Meet Emilio Rodriguez. He makes wine at Bodegas Terras Gauda — primarily white Albarino — and Pittacum — primarily from the red Mencia grape. Together, these two Spanish wineries (“bodegas” to those in the know) pack a one-two punch, representing two exceptional, crisp whites plus one of the best Spanish reds I’ve ever tasted. If you happen to stumble upon Pittacum’s Aurea –only 7,500 bottles were produced — I highly encourage you to snap it up.
Over lunch at San Francisco’s Piperade, we tasted the four latest releases from these two wineries and got an update on winemaking in the Rias Baixas and Bierzo regions of Spain (both are in the northwestern most part of the country).
Sweetbreads were served.
Tasting Notes – Bodegas Terras Gauda and Pittacum
2009 Terras Gauda Albarino / $20 / B+ / An unaged, and no-malolactic white that has a surprisingly creamy butteriness; bright acidity and citrus on this one, with touches of lemon in the finish alongside a bit of earth.
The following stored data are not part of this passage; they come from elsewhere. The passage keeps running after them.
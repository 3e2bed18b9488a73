//! Grayscale page decoding.
//!
//! Both page signals work on luma only, so JPEG captures are decoded by
//! zune-jpeg straight into a single channel. Everything else (PNG screenshots
//! in practice) goes through the image crate and is converted once.

use crate::error::ComparisonError;
use image::GrayImage;
use std::fs;
use std::path::Path;
use zune_core::colorspace::ColorSpace;
use zune_core::options::DecoderOptions;
use zune_jpeg::JpegDecoder;

/// Whether the file extension names a JPEG
pub fn is_jpeg(path: &Path) -> bool {
    path.extension()
        .and_then(|ext| ext.to_str())
        .is_some_and(|ext| ext.eq_ignore_ascii_case("jpg") || ext.eq_ignore_ascii_case("jpeg"))
}

/// Decode a page file to 8-bit grayscale.
///
/// An undecodable or zero-sized page is an error; callers never get a
/// placeholder image back.
pub fn decode_gray(path: &Path) -> Result<GrayImage, ComparisonError> {
    let gray = if is_jpeg(path) {
        // Mislabelled files (a PNG saved as .jpg) still decode via the fallback
        match jpeg_luma(path) {
            Ok(gray) => gray,
            Err(_) => generic_luma(path)?,
        }
    } else {
        generic_luma(path)?
    };

    if gray.width() == 0 || gray.height() == 0 {
        return Err(ComparisonError::EmptyImage {
            path: path.to_path_buf(),
        });
    }
    Ok(gray)
}

fn jpeg_luma(path: &Path) -> Result<GrayImage, ComparisonError> {
    let bytes = fs::read(path).map_err(|source| ComparisonError::IoError {
        path: path.to_path_buf(),
        source,
    })?;

    let options = DecoderOptions::new_fast().jpeg_set_out_colorspace(ColorSpace::Luma);
    let mut decoder = JpegDecoder::new_with_options(&bytes, options);
    let decode_error = |reason: String| ComparisonError::DecodeError {
        path: path.to_path_buf(),
        reason,
    };

    let pixels = decoder
        .decode()
        .map_err(|e| decode_error(format!("jpeg: {e:?}")))?;
    let info = decoder
        .info()
        .ok_or_else(|| decode_error("jpeg header missing".to_string()))?;

    GrayImage::from_raw(info.width as u32, info.height as u32, pixels)
        .ok_or_else(|| decode_error("luma buffer does not match the frame size".to_string()))
}

fn generic_luma(path: &Path) -> Result<GrayImage, ComparisonError> {
    let image = image::open(path).map_err(|e| match e {
        image::ImageError::IoError(source) => ComparisonError::IoError {
            path: path.to_path_buf(),
            source,
        },
        other => ComparisonError::DecodeError {
            path: path.to_path_buf(),
            reason: other.to_string(),
        },
    })?;
    Ok(image.into_luma8())
}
2009 Terras Gauda Rias Baixas O Rosal / $24 / A- / 70% Albarino, 20% Loureira, and 10% Caino Blanco — Terras Gauda grows 95% of the world’s production of Caino Blanco, and it all pretty much goes into this wine, so if you want to experience it, you better come here. The added grapes give this white a much more interesting profile, with some zip on the tongue and a touch of peachy, Viognier-like character. Racy, but with a well-structured body.
2006 Pittacum Mencia Bierzo / $24 / A- / Solid Mencia, which is normally not a world-class red. This one’s a bit dusty, with flavors of roasted meat and smoke on the nose. Very lean tannins and easy to drink young.
2006 Pittacum Aurea Mencia Bierzo / $52 / A+ / Very New World in structure, like a fine California Merlot. Very silky, with mellow tannins and an intense richness, packed with berry and laced with light smoke notes. Perfect balance. I instantly fell in love with this wine and demand another glass of it, posthaste!